La DANA que arrasó Valencia a finales de octubre de este año no solo dejó imágenes desgarradoras, sino también una profunda necesidad de apoyo. Por ello, estudiantes de la UCAM y en especial, alumnos del Grado en Comunicación, se desplazaron a las zonas más afectadas por la DANA en Valencia para llevar a cabo labores de limpieza y apoyo a los damnificados. La convocatoria solidaria lanzada por la universidad recibió una respuesta inmediata, con más de 800 interesados en pocas horas. Sin embargo, debido a razones logísticas, se estableció un límite de 200 voluntarios para esta primera misión.
El grupo de voluntarios, organizado a través del Servicio de Voluntariado de la UCAM, se distribuyó en equipos para trabajar en colegios, parroquias y viviendas particulares, enfrentándose a garajes llenos de barro, muebles dañados y calles inundadas.
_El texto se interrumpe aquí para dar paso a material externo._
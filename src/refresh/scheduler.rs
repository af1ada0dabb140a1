use std::sync::Arc;
use std::time::Duration;
use tokio::task::JoinHandle;
use tokio::time::MissedTickBehavior;
use tokio_util::sync::CancellationToken;
use tracing::info;

use crate::refresh::coordinator::Refresher;
use crate::sources::HealthCheck;

/// Refreshes once immediately and then every `interval` until `shutdown`
/// fires. Each tick starts its own task, so a slow refresh is cancelled by
/// the next tick rather than delaying it.
pub fn spawn_periodic(
    refresher: Arc<Refresher>,
    interval: Duration,
    shutdown: CancellationToken,
) -> JoinHandle<()> {
    tokio::spawn(async move {
        info!("Refreshing leaderboard every {}s", interval.as_secs());
        let mut ticker = tokio::time::interval(interval);
        ticker.set_missed_tick_behavior(MissedTickBehavior::Delay);

        loop {
            tokio::select! {
                _ = shutdown.cancelled() => {
                    refresher.cancel_in_flight();
                    info!("Refresh scheduler stopped");
                    break;
                }
                _ = ticker.tick() => {
                    refresher.spawn_refresh();
                }
            }
        }
    })
}

/// Pings `health` immediately and then every `interval` until `shutdown`.
pub fn spawn_keep_alive(
    health: HealthCheck,
    interval: Duration,
    shutdown: CancellationToken,
) -> JoinHandle<()> {
    tokio::spawn(async move {
        info!("Keep-alive pings to {} every {}s", health.url(), interval.as_secs());
        let mut ticker = tokio::time::interval(interval);
        ticker.set_missed_tick_behavior(MissedTickBehavior::Delay);

        loop {
            tokio::select! {
                _ = shutdown.cancelled() => break,
                _ = ticker.tick() => {
                    let healthy = health.check().await;
                    info!("Keep-alive ping {}", if healthy { "successful" } else { "failed" });
                }
            }
        }
    })
}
Realizaron tareas de limpieza, distribución de alimentos y medicinas y evacuación de escombros.
Fernando de los Reyes, José Antonio Fajardo y Eduardo Rosique, voluntarios del grado de Comunicación, compartieron sus experiencias, marcadas por el cansancio físico y la satisfacción personal.
José Antonio explica que, a medida que se acercaban a las zonas afectadas, la magnitud de la destrucción se iba haciendo más evidente de manera progresiva.
“Conforme nos acercábamos a las zonas afectadas, el nivel de destrucción aumentaba. Cuando llegamos a Catarroja, la magnitud del daño era abrumadora”, explicó.
Calles llenas de barro, viviendas destruidas y una sensación general de caos. Pero lo que más impactó a los voluntarios fue el contraste entre la magnitud de las zonas afectadas y la esperanza que mantenían los afectados, quienes mostraban gran positividad y alegría.
Eduardo Rosique, por su parte, describió la llegada a las zonas afectadas como una escena sacada de una película.
“Me recordó a la película Lo imposible, tras el tsunami.
Todo era un desastre: coches volcados, muros destruidos, escombros por todas partes", dijo.
Sin embargo, también hubo momentos difíciles, como cuando Fernando de los Reyes reflexionó sobre el contraste que sintió al regresar a su casa tras una jornada tan dura.
“Al volver a casa, me sentí en una especie de contraste surrealista. Llegar a mi casa con calefacción, cama, luz y un espacio limpio me hizo valorar más todo lo que tengo”.
Esta reflexión, común entre muchos de los voluntarios, dejó claro que el trabajo realizado no solo fue útil para los afectados, sino también una gran oportunidad de reflexión para quienes decidieron colaborar.
Aunque las zonas afectadas han logrado algunos avances, todos coinciden en que el camino hacia una recuperación completa será largo.
Para seguir brindando apoyo a las zonas afectadas, la Universidad Católica de Murcia puso en marcha una campaña de recogida de enseres en sus campus de Murcia y Cartagena. Con el respaldo de la Fuerza de Guerra Naval Especial de la Armada Española y la colaboración de empresas de transporte de la Región, los materiales recolectados fueron distribuidos a las áreas más necesitadas. Los artículos solicitados incluían agua potable embotellada, alimentos no perecederos, productos de higiene personal y doméstica, ropa, mantas, productos de limpieza y desinfección, botiquines de primeros auxilios, linternas, pilas, así como herramientas y equipos de protección. Esta iniciativa reafirmó el compromiso de la universidad con la comunidad y solidaridad.